**Dataset content:**
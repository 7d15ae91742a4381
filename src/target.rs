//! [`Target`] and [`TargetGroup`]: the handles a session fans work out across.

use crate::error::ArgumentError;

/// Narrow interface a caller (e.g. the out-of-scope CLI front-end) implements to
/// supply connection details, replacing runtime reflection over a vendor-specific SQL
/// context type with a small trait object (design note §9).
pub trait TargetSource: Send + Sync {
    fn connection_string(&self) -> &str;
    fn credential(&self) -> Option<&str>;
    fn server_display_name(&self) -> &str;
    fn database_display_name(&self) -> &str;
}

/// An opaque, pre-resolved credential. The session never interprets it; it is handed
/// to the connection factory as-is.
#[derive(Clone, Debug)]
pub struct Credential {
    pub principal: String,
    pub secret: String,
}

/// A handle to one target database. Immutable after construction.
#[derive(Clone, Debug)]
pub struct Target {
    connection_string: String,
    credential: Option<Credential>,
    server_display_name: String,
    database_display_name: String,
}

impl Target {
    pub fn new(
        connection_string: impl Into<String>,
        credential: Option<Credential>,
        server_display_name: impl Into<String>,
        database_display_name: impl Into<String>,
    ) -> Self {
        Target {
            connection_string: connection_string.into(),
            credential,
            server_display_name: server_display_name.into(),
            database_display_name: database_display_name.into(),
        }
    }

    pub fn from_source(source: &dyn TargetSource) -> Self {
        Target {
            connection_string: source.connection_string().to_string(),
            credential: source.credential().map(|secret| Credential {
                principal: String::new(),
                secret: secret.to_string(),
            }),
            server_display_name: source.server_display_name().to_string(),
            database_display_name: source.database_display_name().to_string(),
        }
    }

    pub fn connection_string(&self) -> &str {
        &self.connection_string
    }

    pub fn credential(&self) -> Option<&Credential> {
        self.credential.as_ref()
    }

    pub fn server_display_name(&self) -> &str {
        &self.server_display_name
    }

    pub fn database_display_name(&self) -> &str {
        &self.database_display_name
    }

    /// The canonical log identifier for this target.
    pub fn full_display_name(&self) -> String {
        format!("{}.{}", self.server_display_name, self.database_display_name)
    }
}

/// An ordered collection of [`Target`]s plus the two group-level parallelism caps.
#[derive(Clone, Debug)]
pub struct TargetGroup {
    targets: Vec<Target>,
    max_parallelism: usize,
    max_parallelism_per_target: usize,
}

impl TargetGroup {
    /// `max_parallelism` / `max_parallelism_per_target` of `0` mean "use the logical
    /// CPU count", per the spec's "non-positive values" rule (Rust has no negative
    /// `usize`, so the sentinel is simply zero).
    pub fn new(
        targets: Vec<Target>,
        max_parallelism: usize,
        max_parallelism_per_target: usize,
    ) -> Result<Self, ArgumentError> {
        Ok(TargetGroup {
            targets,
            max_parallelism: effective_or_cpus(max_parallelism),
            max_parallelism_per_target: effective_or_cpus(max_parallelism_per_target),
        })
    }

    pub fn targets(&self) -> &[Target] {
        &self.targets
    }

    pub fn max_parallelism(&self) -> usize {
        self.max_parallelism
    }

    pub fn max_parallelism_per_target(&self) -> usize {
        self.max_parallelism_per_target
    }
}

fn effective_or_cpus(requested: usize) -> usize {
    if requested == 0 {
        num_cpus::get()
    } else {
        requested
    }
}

**Directions for this task:** Return a word-for-word copy of the lines from the beginning of the listing to the line holding "pub fn server_display_name(&self)", both kept.

**Output below:**
repository 7d15ae91742a4381
filename src/target.rs
//! [`Target`] and [`TargetGroup`]: the handles a session fans work out across.

use crate::error::ArgumentError;

/// Narrow interface a caller (e.g. the out-of-scope CLI front-end) implements to
/// supply connection details, replacing runtime reflection over a vendor-specific SQL
/// context type with a small trait object (design note §9).
pub trait TargetSource: Send + Sync {
    fn connection_string(&self) -> &str;
    fn credential(&self) -> Option<&str>;
    fn server_display_name(&self) -> &str;
    fn database_display_name(&self) -> &str;
}

/// An opaque, pre-resolved credential. The session never interprets it; it is handed
/// to the connection factory as-is.
#[derive(Clone, Debug)]
pub struct Credential {
    pub principal: String,
    pub secret: String,
}

/// A handle to one target database. Immutable after construction.
#[derive(Clone, Debug)]
pub struct Target {
    connection_string: String,
    credential: Option<Credential>,
    server_display_name: String,
    database_display_name: String,
}

impl Target {
    pub fn new(
        connection_string: impl Into<String>,
        credential: Option<Credential>,
        server_display_name: impl Into<String>,
        database_display_name: impl Into<String>,
    ) -> Self {
        Target {
            connection_string: connection_string.into(),
            credential,
            server_display_name: server_display_name.into(),
            database_display_name: database_display_name.into(),
        }
    }

    pub fn from_source(source: &dyn TargetSource) -> Self {
        Target {
            connection_string: source.connection_string().to_string(),
            credential: source.credential().map(|secret| Credential {
                principal: String::new(),
                secret: secret.to_string(),
            }),
            server_display_name: source.server_display_name().to_string(),
            database_display_name: source.database_display_name().to_string(),
        }
    }

    pub fn connection_string(&self) -> &str {
        &self.connection_string
    }

    pub fn credential(&self) -> Option<&Credential> {
        self.credential.as_ref()
    }

    pub fn server_display_name(&self) -> &str {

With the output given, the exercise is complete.